## Task statement
The answer must consist of every line in the records that contains the word "exports".

## Records supplied

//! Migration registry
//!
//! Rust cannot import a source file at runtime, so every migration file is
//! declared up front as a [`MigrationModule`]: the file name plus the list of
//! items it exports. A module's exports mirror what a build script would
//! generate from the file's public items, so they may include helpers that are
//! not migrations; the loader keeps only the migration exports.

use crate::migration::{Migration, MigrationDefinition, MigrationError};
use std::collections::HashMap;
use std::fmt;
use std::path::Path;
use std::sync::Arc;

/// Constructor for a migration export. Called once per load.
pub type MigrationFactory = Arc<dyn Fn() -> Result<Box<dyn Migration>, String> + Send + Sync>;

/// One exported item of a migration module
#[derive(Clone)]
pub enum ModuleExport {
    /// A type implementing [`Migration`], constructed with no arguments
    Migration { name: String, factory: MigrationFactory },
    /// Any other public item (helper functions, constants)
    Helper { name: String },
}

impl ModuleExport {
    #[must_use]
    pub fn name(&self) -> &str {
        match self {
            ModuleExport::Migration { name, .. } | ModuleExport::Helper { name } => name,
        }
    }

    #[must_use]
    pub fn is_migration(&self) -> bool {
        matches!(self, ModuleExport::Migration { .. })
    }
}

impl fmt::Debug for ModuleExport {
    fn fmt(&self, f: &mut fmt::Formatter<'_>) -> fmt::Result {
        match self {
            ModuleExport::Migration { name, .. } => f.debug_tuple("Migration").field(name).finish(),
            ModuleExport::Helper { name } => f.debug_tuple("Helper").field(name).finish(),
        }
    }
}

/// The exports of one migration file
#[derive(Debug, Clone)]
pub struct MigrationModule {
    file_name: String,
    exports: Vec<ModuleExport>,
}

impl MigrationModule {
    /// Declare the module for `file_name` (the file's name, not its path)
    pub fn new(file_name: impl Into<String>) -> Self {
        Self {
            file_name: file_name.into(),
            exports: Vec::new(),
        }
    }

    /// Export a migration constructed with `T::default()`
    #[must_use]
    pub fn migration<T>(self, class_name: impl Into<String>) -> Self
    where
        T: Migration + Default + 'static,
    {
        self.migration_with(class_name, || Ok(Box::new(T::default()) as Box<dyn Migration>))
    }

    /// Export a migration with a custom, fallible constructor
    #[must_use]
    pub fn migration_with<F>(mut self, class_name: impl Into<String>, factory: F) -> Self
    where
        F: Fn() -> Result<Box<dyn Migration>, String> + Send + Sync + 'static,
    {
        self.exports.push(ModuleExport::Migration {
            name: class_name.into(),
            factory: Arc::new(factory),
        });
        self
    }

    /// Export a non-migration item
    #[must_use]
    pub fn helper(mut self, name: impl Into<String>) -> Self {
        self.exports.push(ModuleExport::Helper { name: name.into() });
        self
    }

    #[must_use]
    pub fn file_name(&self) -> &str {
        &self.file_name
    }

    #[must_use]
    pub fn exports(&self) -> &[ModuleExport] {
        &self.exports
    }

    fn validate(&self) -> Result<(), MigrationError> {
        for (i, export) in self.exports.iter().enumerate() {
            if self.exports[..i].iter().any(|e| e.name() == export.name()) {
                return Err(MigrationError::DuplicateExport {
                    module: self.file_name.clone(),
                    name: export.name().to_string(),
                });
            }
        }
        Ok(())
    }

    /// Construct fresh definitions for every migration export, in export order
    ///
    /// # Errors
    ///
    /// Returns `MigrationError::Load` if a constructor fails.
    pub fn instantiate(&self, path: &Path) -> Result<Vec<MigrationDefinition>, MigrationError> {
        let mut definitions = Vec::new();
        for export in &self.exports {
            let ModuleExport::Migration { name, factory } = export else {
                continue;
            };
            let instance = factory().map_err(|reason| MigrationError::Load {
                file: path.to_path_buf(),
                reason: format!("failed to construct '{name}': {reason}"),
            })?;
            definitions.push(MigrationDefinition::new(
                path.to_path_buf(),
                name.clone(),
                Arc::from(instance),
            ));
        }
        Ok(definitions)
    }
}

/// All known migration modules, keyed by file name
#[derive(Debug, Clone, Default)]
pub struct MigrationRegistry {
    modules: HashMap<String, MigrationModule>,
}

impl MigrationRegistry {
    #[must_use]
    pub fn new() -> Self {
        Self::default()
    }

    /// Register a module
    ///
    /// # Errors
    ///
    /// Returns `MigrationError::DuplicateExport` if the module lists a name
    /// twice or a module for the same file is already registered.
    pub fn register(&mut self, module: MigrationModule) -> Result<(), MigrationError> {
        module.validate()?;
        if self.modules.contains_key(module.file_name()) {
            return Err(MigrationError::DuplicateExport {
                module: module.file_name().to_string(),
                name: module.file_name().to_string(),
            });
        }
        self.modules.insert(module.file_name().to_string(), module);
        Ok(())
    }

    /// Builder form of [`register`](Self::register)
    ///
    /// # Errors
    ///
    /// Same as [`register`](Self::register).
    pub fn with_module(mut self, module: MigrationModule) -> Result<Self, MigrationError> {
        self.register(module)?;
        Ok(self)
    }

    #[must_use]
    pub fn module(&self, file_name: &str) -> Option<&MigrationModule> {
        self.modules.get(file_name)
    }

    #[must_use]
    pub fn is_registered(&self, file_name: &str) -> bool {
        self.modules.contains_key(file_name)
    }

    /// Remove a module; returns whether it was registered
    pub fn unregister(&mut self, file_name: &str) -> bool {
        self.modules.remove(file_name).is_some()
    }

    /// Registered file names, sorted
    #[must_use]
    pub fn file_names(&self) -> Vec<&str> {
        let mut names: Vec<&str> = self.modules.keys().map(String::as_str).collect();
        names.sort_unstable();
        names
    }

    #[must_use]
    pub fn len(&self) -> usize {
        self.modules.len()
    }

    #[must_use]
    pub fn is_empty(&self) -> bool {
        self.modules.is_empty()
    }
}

## Response
//! items it exports. A module's exports mirror what a build script would
//! not migrations; the loader keeps only the migration exports.
/// The exports of one migration file
    exports: Vec<ModuleExport>,
            exports: Vec::new(),
        self.exports.push(ModuleExport::Migration {
        self.exports.push(ModuleExport::Helper { name: name.into() });
    pub fn exports(&self) -> &[ModuleExport] {
        &self.exports
        for (i, export) in self.exports.iter().enumerate() {
            if self.exports[..i].iter().any(|e| e.name() == export.name()) {
        for export in &self.exports {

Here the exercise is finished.